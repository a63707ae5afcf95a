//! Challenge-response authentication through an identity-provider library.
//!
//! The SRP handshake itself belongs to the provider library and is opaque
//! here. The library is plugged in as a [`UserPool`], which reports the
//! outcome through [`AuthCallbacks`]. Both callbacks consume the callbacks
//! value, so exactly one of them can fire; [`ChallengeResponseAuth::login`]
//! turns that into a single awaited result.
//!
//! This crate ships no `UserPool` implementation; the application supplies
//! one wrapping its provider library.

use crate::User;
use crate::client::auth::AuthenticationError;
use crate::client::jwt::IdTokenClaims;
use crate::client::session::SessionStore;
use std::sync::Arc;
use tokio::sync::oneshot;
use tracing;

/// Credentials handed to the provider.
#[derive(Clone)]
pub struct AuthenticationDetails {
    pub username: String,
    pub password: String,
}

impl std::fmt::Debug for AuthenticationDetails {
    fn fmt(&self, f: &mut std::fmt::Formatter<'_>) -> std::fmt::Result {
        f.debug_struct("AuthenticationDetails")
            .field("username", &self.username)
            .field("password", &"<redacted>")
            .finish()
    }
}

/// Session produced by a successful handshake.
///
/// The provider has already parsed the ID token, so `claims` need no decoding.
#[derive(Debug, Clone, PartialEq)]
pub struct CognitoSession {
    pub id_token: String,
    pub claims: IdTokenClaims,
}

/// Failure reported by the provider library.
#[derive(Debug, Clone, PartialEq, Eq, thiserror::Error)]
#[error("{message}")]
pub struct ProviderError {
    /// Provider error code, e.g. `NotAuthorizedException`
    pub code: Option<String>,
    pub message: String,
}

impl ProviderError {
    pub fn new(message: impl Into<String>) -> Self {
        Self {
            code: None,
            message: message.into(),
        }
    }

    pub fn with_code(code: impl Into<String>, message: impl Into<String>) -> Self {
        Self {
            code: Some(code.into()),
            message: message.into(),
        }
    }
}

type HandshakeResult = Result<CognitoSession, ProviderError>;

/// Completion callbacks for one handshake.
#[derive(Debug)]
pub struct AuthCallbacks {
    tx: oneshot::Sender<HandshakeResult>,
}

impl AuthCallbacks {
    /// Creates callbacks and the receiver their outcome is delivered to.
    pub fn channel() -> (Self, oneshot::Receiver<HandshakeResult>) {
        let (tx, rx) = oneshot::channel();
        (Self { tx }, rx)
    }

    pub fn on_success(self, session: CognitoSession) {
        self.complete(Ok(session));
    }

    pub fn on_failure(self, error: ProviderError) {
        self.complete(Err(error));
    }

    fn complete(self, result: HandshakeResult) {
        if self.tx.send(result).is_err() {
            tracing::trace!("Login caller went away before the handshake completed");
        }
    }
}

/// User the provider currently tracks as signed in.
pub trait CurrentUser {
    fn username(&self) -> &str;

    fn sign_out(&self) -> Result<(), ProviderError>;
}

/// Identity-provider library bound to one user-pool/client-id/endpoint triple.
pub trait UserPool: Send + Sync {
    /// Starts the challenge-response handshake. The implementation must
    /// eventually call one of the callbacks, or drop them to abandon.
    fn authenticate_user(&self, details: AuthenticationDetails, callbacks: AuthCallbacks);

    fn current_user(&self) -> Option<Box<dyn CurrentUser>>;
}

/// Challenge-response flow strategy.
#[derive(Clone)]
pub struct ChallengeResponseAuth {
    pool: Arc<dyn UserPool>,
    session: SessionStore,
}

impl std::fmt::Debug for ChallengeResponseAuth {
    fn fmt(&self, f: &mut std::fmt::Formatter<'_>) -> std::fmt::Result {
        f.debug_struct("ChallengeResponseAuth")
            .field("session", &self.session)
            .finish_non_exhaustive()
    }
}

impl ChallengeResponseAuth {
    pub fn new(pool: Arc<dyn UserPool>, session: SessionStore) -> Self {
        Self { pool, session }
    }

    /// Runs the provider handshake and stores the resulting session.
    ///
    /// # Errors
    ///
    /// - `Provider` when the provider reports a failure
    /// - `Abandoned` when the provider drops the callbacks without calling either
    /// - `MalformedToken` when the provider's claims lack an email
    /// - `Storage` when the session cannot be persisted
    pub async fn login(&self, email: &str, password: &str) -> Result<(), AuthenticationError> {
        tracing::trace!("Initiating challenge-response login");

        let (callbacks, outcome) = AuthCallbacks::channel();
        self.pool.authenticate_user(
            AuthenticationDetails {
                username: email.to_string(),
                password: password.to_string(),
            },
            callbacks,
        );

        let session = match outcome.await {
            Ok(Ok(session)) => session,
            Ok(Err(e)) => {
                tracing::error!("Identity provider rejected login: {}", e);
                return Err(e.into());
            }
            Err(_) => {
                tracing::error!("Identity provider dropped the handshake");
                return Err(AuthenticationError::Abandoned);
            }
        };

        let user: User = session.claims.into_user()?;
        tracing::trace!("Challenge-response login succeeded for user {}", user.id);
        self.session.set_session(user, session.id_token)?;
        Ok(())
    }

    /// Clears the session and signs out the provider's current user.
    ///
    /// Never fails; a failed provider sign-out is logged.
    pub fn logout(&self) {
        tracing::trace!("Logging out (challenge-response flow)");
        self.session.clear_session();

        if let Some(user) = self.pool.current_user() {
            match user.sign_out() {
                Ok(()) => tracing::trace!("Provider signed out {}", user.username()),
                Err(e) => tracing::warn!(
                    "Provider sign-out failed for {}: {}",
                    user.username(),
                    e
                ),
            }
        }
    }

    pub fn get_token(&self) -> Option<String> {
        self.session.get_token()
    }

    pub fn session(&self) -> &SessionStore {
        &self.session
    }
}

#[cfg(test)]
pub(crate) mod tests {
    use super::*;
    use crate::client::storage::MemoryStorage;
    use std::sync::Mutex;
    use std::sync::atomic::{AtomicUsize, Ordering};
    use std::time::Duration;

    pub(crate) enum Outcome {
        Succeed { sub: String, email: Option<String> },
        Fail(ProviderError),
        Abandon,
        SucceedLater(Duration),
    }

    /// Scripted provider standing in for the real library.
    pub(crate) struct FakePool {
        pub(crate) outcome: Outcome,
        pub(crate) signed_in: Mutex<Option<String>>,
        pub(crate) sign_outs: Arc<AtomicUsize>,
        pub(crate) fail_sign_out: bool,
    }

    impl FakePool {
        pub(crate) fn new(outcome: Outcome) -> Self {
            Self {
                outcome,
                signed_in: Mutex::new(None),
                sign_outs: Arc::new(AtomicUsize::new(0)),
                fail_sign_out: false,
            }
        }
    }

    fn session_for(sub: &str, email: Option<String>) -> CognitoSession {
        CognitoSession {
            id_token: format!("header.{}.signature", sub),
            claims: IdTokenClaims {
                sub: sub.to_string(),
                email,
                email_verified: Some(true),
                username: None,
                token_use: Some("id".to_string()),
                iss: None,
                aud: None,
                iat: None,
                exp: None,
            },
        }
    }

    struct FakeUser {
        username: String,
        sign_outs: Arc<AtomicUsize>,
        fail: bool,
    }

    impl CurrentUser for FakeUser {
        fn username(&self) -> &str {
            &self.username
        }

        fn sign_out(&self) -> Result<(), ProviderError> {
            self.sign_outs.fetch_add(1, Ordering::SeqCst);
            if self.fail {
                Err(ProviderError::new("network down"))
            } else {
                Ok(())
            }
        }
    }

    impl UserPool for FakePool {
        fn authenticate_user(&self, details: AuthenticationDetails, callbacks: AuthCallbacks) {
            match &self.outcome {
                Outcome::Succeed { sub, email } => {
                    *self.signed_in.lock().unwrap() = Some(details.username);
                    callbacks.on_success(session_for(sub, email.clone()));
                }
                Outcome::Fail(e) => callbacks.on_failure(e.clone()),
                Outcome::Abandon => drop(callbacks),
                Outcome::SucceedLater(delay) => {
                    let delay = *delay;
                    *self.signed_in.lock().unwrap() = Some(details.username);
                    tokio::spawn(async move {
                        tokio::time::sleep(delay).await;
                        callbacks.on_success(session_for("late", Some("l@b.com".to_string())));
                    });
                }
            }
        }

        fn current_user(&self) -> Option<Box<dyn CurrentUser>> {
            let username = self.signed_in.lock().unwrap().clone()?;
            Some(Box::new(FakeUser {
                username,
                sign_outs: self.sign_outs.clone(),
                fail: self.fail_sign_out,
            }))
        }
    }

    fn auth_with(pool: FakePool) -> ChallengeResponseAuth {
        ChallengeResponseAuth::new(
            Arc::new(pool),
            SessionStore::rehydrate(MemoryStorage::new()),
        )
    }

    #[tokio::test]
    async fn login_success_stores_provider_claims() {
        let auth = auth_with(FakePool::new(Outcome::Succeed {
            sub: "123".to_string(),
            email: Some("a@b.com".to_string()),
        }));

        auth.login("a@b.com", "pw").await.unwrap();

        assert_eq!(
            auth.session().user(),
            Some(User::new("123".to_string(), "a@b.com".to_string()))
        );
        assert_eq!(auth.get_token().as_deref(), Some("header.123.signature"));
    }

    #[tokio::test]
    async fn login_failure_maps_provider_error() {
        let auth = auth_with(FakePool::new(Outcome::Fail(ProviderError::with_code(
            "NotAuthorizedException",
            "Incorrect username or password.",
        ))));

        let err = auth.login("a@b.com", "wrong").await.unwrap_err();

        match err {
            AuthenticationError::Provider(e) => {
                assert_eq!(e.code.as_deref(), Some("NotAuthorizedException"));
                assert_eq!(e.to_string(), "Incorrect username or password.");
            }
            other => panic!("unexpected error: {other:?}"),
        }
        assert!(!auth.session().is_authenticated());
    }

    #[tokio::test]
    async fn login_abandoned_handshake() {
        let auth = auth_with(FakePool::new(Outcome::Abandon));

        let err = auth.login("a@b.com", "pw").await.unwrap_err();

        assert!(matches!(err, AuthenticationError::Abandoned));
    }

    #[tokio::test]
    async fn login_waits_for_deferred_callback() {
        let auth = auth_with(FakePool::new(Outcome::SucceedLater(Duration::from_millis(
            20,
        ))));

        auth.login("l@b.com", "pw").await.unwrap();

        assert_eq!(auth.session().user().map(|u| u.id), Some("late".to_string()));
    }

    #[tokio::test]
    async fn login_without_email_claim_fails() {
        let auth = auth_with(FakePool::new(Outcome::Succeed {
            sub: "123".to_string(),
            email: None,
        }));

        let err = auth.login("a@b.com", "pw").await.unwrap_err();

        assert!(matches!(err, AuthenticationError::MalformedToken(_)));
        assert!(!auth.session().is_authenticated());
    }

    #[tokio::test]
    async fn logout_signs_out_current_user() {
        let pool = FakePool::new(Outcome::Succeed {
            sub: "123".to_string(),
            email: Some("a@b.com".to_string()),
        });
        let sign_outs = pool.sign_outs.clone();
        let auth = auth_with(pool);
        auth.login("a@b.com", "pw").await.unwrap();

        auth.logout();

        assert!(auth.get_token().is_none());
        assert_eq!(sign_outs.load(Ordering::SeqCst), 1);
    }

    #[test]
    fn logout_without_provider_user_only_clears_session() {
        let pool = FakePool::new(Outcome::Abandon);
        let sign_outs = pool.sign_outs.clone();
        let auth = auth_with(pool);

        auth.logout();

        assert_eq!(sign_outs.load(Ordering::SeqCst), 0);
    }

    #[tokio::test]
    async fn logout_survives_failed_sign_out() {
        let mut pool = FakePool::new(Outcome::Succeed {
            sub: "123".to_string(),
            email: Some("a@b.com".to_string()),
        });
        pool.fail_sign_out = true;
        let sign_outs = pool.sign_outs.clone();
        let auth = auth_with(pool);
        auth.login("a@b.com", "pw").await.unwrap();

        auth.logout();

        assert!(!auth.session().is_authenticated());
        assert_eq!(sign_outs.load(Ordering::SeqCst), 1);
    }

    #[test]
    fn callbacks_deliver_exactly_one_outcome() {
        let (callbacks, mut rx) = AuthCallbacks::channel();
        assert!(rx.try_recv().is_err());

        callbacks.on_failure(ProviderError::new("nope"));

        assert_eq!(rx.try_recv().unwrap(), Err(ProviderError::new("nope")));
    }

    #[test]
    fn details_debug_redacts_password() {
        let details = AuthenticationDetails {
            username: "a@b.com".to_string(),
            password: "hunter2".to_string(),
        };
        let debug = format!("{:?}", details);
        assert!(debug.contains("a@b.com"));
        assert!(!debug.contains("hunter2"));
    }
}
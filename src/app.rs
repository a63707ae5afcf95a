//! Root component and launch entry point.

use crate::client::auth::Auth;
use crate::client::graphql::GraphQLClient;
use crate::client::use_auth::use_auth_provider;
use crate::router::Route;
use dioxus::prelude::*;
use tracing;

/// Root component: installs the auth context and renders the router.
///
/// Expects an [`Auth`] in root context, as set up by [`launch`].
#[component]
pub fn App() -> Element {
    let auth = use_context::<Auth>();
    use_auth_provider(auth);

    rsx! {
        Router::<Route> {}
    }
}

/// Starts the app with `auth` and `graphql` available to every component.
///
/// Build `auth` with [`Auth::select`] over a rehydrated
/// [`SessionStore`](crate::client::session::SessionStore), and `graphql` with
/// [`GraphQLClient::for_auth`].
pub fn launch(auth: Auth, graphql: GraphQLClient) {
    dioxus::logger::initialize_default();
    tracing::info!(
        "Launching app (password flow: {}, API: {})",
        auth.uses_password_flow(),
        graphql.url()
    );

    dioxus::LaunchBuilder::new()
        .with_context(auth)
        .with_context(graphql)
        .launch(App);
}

-*-

* [Brief] Would you copy every line of the entries that includes the word "CurrentUser"?

* [Response box]
pub trait CurrentUser {
    fn current_user(&self) -> Option<Box<dyn CurrentUser>>;
    impl CurrentUser for FakeUser {
        fn current_user(&self) -> Option<Box<dyn CurrentUser>> {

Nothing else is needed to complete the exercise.